Does anyone have any experience of Onan generators? I just took my RV out of winter hibernation and the generator, which was perfectly OK went it went into storage, now refuses to start.

I've checked out the electrics and everything seems OK: Big healthy spark and the engine turns over without a problem. The clues seem to point to a fuel fault because the very first time I tried to start it, it actually fired and ran for about twenty seconds before cutting out. I tried again today and used some Cold Start spray into the air intake. This got the engine running for as long as I was spraying, but as soon as I stopped, it cut out and the starter button light started flashing what seems to be a fault code: three flashes, then a pause, then three more flashes and so on.

The manual isn't much help as it mainly deals with installation and routine maintenance issues and the Onan web site is not accessible at the moment for some reason.

So if anyone has experienced this problem, or has any ideas on how to cure it, I'd be very grateful for some advice.


----------



## 98452 (Apr 2, 2006)

How much fuel do you have in the main tank?

If it on the lower side the system will favour the main engine so you dont run out.


----------



## Scotjimland (May 23, 2005)

Hi 

I had a similar problem, is yours LPG ? 

If so it may be the gas solenoid valve, mine was seized, removal was easy and it only required cleaning .. 

hope this helps


----------



## 89468 (May 24, 2005)

RR said:


> How much fuel do you have in the main tank?
> 
> If it on the lower side the system will favour the main engine so you dont run out.


That's interesting. The fuel tank is pretty low, although not completely empty. Is this an automatic system and does it operate whether the main engine is running or not?


----------



## 89468 (May 24, 2005)

ScotJimland said:


> Hi
> 
> I had a similar problem, is yours LPG ?
> 
> ...


Thanks for the thought Jim, but this one is petrol driven.


----------



## 102172 (Dec 22, 2006)

Yeah - I'd put some more fuel in. The fuel take off for the generator is actually quite a long way above the bottom of the tank. If your gauge is showing anything approaching 1/4 tank you probably won't pick up any fuel for the generator.


----------



## 89468 (May 24, 2005)

Thanks for that. I'm off to the garage for a fuel stop!


----------



## sersol (Aug 1, 2005)

Not sure about RV's but in my days of power boating we ALWAYS, at the start of the season drained any old fuel & put in new.
It is possible if you d'ont want to do that get some fuel "conditioner" made by Quicksilver & add to the fuel tank before laying up for the season.
You can get this from boat chandler's.
Hope this helps
Gary


----------



## 101600 (Oct 30, 2006)

Did the new fuel work? I always fill up to at leat half way on any item that has not run in a while especialy petrol mowers etc. 

That reminds me i must buy some fuel ready for the frst grass cut of the season and my genny needs some new fuel and a check over


----------



## 89468 (May 24, 2005)

Haven't managed to refuel yet.

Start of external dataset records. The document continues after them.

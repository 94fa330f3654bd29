//! Input records handed to the pipeline by the dataset
//! discovery layer.

use std::{
    fmt,
    path::{Path, PathBuf},
    str::FromStr,
};

use lazy_static::lazy_static;
use regex::Regex;
use serde_derive::*;

use crate::error::PipelineError;

/// Suffix identifying the raw thermal dump.
pub const RAW_SUFFIX: &str = "_ir.bin";
/// Suffix of the locally downloaded dataset metadata.
pub const METADATA_SUFFIX: &str = "_dataset_metadata.json";

/// A file known to belong to the input dataset.
#[derive(Serialize, Deserialize, Debug, Clone, Default, PartialEq)]
pub struct InputFile {
    #[serde(default)]
    pub filename: Option<String>,
    #[serde(default)]
    pub filepath: Option<PathBuf>,
}

impl InputFile {
    pub fn is_raw_frame(&self) -> bool {
        self.filename
            .as_deref()
            .map_or(false, |name| name.ends_with(RAW_SUFFIX))
    }
}

/// One raw-sensor dataset to convert.
#[derive(Serialize, Deserialize, Debug, Clone, Default)]
pub struct InputRecord {
    /// Identifier of the dataset in the catalog.
    pub id: String,
    /// Human readable name, `"<sensor> - <timestamp>"`.
    pub name: String,
    #[serde(default)]
    pub files: Vec<InputFile>,
    /// Files downloaded for processing.
    #[serde(default)]
    pub local_paths: Vec<PathBuf>,
    #[serde(default)]
    pub triggering_file: Option<String>,
    #[serde(default)]
    pub latest_file: Option<String>,
}

impl InputRecord {
    /// Whether the file that triggered this input is still
    /// the newest one in its dataset.
    pub fn is_latest(&self) -> bool {
        match (&self.triggering_file, &self.latest_file) {
            (Some(trigger), Some(latest)) => trigger == latest,
            _ => true,
        }
    }

    /// Raw dump among the dataset's known files.
    pub fn raw_file(&self) -> Option<&InputFile> {
        self.files.iter().rev().find(|f| f.is_raw_frame())
    }

    pub fn timestamp(&self) -> Result<Timestamp, PipelineError> {
        Timestamp::from_dataset_name(&self.name)
    }

    pub fn has_local_path(&self, path: &Path) -> bool {
        self.local_paths.iter().any(|p| p == path)
    }

    fn local_with_suffix(&self, suffix: &str) -> Option<&Path> {
        self.local_paths
            .iter()
            .rev()
            .find(|p| p.to_string_lossy().ends_with(suffix))
            .map(PathBuf::as_path)
    }

    pub fn local_raw_frame(&self) -> Option<&Path> {
        self.local_with_suffix(RAW_SUFFIX)
    }

    pub fn local_metadata(&self) -> Option<&Path> {
        self.local_with_suffix(METADATA_SUFFIX)
    }
}

/// Capture timestamp embedded in a dataset name, e.g.
/// `2018-07-01__12-30-00` or `2017-04-27__09-46-49-455`.
#[derive(Debug, Clone, PartialEq, Eq, Hash)]
pub struct Timestamp(String);

lazy_static! {
    static ref TIMESTAMP_RE: Regex =
        Regex::new(r"^\d{4}-\d{2}-\d{2}__\d{2}-\d{2}-\d{2}(-\d+)?$").unwrap();
}

impl Timestamp {
    /// Take everything after the first `" - "` of a dataset
    /// name as the timestamp.
    pub fn from_dataset_name(name: &str) -> Result<Self, PipelineError> {
        let (_, ts) = name
            .split_once(" - ")
            .ok_or_else(|| PipelineError::InvalidName(name.to_owned()))?;
        ts.parse()
            .map_err(|_| PipelineError::InvalidName(name.to_owned()))
    }

    pub fn as_str(&self) -> &str {
        &self.0
    }

    pub fn year(&self) -> &str {
        &self.0[0..4]
    }

    pub fn month(&self) -> &str {
        &self.0[5..7]
    }

    pub fn day(&self) -> &str {
        &self.0[8..10]
    }

    /// `YYYY-MM-DD`
    pub fn date(&self) -> &str {
        &self.0[0..10]
    }
}

impl FromStr for Timestamp {
    type Err = PipelineError;

    fn from_str(s: &str) -> Result<Self, Self::Err> {
        if TIMESTAMP_RE.is_match(s) {
            Ok(Timestamp(s.to_owned()))
        } else {
            Err(PipelineError::InvalidName(s.to_owned()))
        }
    }
}

impl fmt::Display for Timestamp {
    fn fmt(&self, f: &mut fmt::Formatter<'_>) -> fmt::Result {
        f.write_str(&self.0)
    }
}

#[cfg(test)]
mod tests {
    use super::*;

    fn file(name: &str) -> InputFile {
        InputFile {
            filename: Some(name.into()),
            filepath: Some(PathBuf::from("/raw").join(name)),
        }
    }

    #[test]
    fn timestamp_components() -> anyhow::Result<()> {
        let ts = Timestamp::from_dataset_name("Thermal IR - 2018-07-01__12-30-00")?;
        assert_eq!(ts.as_str(), "2018-07-01__12-30-00");
        assert_eq!((ts.year(), ts.month(), ts.day()), ("2018", "07", "01"));
        assert_eq!(ts.date(), "2018-07-01");
        Ok(())
    }

    #[test]
    fn timestamp_with_millis() -> anyhow::Result<()> {
        let ts = Timestamp::from_dataset_name("flirIrCamera - 2017-04-27__09-46-49-455")?;
        assert_eq!(ts.to_string(), "2017-04-27__09-46-49-455");
        Ok(())
    }

    #[test]
    fn malformed_names_are_rejected() {
        for name in ["flirIrCamera", "flirIrCamera - yesterday", "x - 2018-07-01"] {
            assert!(matches!(
                Timestamp::from_dataset_name(name),
                Err(PipelineError::InvalidName(_))
            ));
        }
    }

    #[test]
    fn raw_file_by_suffix() {
        let mut input = InputRecord {
            files: vec![file("a_metadata.json"), InputFile::default()],
            ..Default::default()
        };
        assert!(input.raw_file().is_none());

        input.files.push(file("abc_ir.bin"));
        assert_eq!(
            input.raw_file().and_then(|f| f.filename.as_deref()),
            Some("abc_ir.bin")
        );
    }

    #[test]
    fn staleness() {
        let mut input = InputRecord::default();
        assert!(input.is_latest());

        input.triggering_file = Some("a_ir.bin".into());
        assert!(input.is_latest());

        input.latest_file = Some("b_ir.bin".into());
        assert!(!input.is_latest());

        input.latest_file = Some("a_ir.bin".into());
        assert!(input.is_latest());
    }

    #[test]
    fn local_paths_by_suffix() {
        let input = InputRecord {
            local_paths: vec![
                "/tmp/x/abc_dataset_metadata.json".into(),
                "/tmp/x/abc_ir.bin".into(),
            ],
            ..Default::default()
        };
        assert_eq!(input.local_raw_frame(), Some(Path::new("/tmp/x/abc_ir.bin")));
        assert_eq!(
            input.local_metadata(),
            Some(Path::new("/tmp/x/abc_dataset_metadata.json"))
        );
        assert!(input.has_local_path(Path::new("/tmp/x/abc_ir.bin")));
        assert!(!input.has_local_path(Path::new("/tmp/x/other.png")));
    }
}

It's obviously the silly season for inanimate objects: The TV packed up a week ago, the SMART car got Tesco'd and is in the garage awaiting new oxygen sensors, then the RV generator refused to start. And this morning - the thermostat in the fridge threw a wobbly and produced frozen milk for breakfast.

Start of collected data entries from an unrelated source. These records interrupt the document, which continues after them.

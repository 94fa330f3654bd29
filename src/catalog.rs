//! Access to the dataset catalog.
//!
//! The catalog stores metadata against datasets, hosts the
//! derived-dataset hierarchy and accepts uploaded files. The
//! pipeline only depends on the [`Catalog`] trait;
//! [`LocalCatalog`] implements it on a plain directory tree,
//! which is what the command-line tool uses.

use std::{
    fs,
    path::{Path, PathBuf},
};

use anyhow::{anyhow, Context, Result};
use tracing::debug;

use crate::metadata::MetadataRecord;

pub trait Catalog {
    /// All metadata records attached to `resource_id`.
    fn download_metadata(&self, resource_id: &str) -> Result<Vec<MetadataRecord>>;

    /// Attach `record` to `resource_id`.
    fn upload_metadata(&self, resource_id: &str, record: &MetadataRecord) -> Result<()>;

    /// Find or create the `root / year / month / day / leaf`
    /// chain of datasets, returning the id of the leaf.
    fn build_dataset_hierarchy(
        &self,
        root: &str,
        year: &str,
        month: &str,
        day: &str,
        leaf: &str,
    ) -> Result<String>;

    /// Upload `path` into `dataset_id`, returning the file id.
    fn upload_to_dataset(&self, dataset_id: &str, path: &Path) -> Result<String>;
}

/// Catalog laid out on disk:
///
/// - `metadata/<resource>.json`: list of records
/// - `datasets/<dataset>/files/<name>`: uploaded files
#[derive(Debug, Clone)]
pub struct LocalCatalog {
    root: PathBuf,
}

impl LocalCatalog {
    pub fn new<P: Into<PathBuf>>(root: P) -> Self {
        LocalCatalog { root: root.into() }
    }

    fn metadata_path(&self, resource_id: &str) -> PathBuf {
        self.root
            .join("metadata")
            .join(format!("{}.json", slug(resource_id)))
    }

    fn dataset_dir(&self, dataset_id: &str) -> PathBuf {
        self.root.join("datasets").join(slug(dataset_id))
    }
}

/// Identifier safe to use as a single path component.
fn slug(id: &str) -> String {
    id.chars()
        .map(|c| match c {
            'a'..='z' | 'A'..='Z' | '0'..='9' | '-' | '_' | '.' => c,
            _ => '_',
        })
        .collect()
}

impl Catalog for LocalCatalog {
    fn download_metadata(&self, resource_id: &str) -> Result<Vec<MetadataRecord>> {
        let path = self.metadata_path(resource_id);
        if !path.exists() {
            return Ok(vec![]);
        }
        let bytes = fs::read(&path).with_context(|| format!("reading {}", path.display()))?;
        serde_json::from_slice(&bytes).with_context(|| format!("parsing {}", path.display()))
    }

    fn upload_metadata(&self, resource_id: &str, record: &MetadataRecord) -> Result<()> {
        let mut records = self.download_metadata(resource_id)?;
        records.push(record.clone());

        let path = self.metadata_path(resource_id);
        let dir = path
            .parent()
            .ok_or_else(|| anyhow!("bad metadata path {}", path.display()))?;
        fs::create_dir_all(dir)?;

        // replace, never truncate in place
        let tmp = path.with_extension("json.partial");
        fs::write(&tmp, serde_json::to_vec_pretty(&records)?)?;
        fs::rename(&tmp, &path)?;
        debug!(resource = resource_id, records = records.len(), "stored metadata");
        Ok(())
    }

    fn build_dataset_hierarchy(
        &self,
        root: &str,
        year: &str,
        month: &str,
        day: &str,
        leaf: &str,
    ) -> Result<String> {
        let id = [root, year, month, day, leaf]
            .iter()
            .map(|part| slug(part))
            .collect::<Vec<_>>()
            .join("--");
        let files = self.dataset_dir(&id).join("files");
        fs::create_dir_all(&files).with_context(|| format!("creating {}", files.display()))?;
        Ok(id)
    }

    fn upload_to_dataset(&self, dataset_id: &str, path: &Path) -> Result<String> {
        let name = path
            .file_name()
            .ok_or_else(|| anyhow!("cannot upload {}: no file name", path.display()))?
            .to_string_lossy()
            .into_owned();
        let files = self.dataset_dir(dataset_id).join("files");
        fs::create_dir_all(&files)?;
        fs::copy(path, files.join(&name))
            .with_context(|| format!("copying {} into {}", path.display(), dataset_id))?;
        Ok(format!("{}--{}", slug(dataset_id), slug(&name)))
    }
}

#[cfg(test)]
mod tests {
    use super::*;
    use crate::metadata::{completion_content, ExtractorInfo};
    use tempfile::TempDir;

    #[test]
    fn metadata_accumulates() -> Result<()> {
        let dir = TempDir::new()?;
        let catalog = LocalCatalog::new(dir.path());
        assert!(catalog.download_metadata("raw/1")?.is_empty());

        let record = MetadataRecord::build("h", &ExtractorInfo::default(), "d", completion_content(&[]));
        catalog.upload_metadata("raw/1", &record)?;
        catalog.upload_metadata("raw/1", &record)?;

        let stored = catalog.download_metadata("raw/1")?;
        assert_eq!(stored, vec![record.clone(), record]);
        assert!(catalog.download_metadata("raw/2")?.is_empty());
        Ok(())
    }

    #[test]
    fn hierarchy_is_stable() -> Result<()> {
        let dir = TempDir::new()?;
        let catalog = LocalCatalog::new(dir.path());
        let leaf = "Thermal IR GeoTIFFs - 2018-07-01__12-30-00";
        let a = catalog.build_dataset_hierarchy("Thermal IR GeoTIFFs", "2018", "07", "01", leaf)?;
        let b = catalog.build_dataset_hierarchy("Thermal IR GeoTIFFs", "2018", "07", "01", leaf)?;
        assert_eq!(a, b);
        assert!(!a.contains('/') && !a.contains(' '));
        Ok(())
    }

    #[test]
    fn uploads_copy_files() -> Result<()> {
        let dir = TempDir::new()?;
        let catalog = LocalCatalog::new(dir.path().join("catalog"));
        let src = dir.path().join("x.png");
        fs::write(&src, b"png")?;

        let ds = catalog.build_dataset_hierarchy("r", "2018", "07", "01", "leaf")?;
        let id = catalog.upload_to_dataset(&ds, &src)?;
        assert!(id.ends_with("x.png"));
        assert!(src.exists());
        assert_eq!(
            fs::read(catalog.dataset_dir(&ds).join("files").join("x.png"))?,
            b"png"
        );
        Ok(())
    }
}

What did I do to deserve all this ?????


----------



## 101600 (Oct 30, 2006)

That sounds like my luck mate i wont go in to detail but its been crap appart from buying a MH back in Nov that is


----------



## 97201 (Jan 7, 2006)

Sounds just like my bad luck as well although I hope it's not as expensive as my broken half shaft on the Fleetwood.

The fuel intake is at least a third of the way up the main petrol tank, so if your guage is reading anything lower than that your Onan won't start. They do this so that you don't run your tank dry and can't travel anywhere, not even to fill up.

Good luck

Ian


----------



## Superk (Aug 22, 2005)

You need to run your generator at least once a month for an hour and after it has warmed up apply a load then take the load off towards the end of the run before eventually switching off. Otherwise the fuel goes stale and leaves a deposit that prevents starting.


----------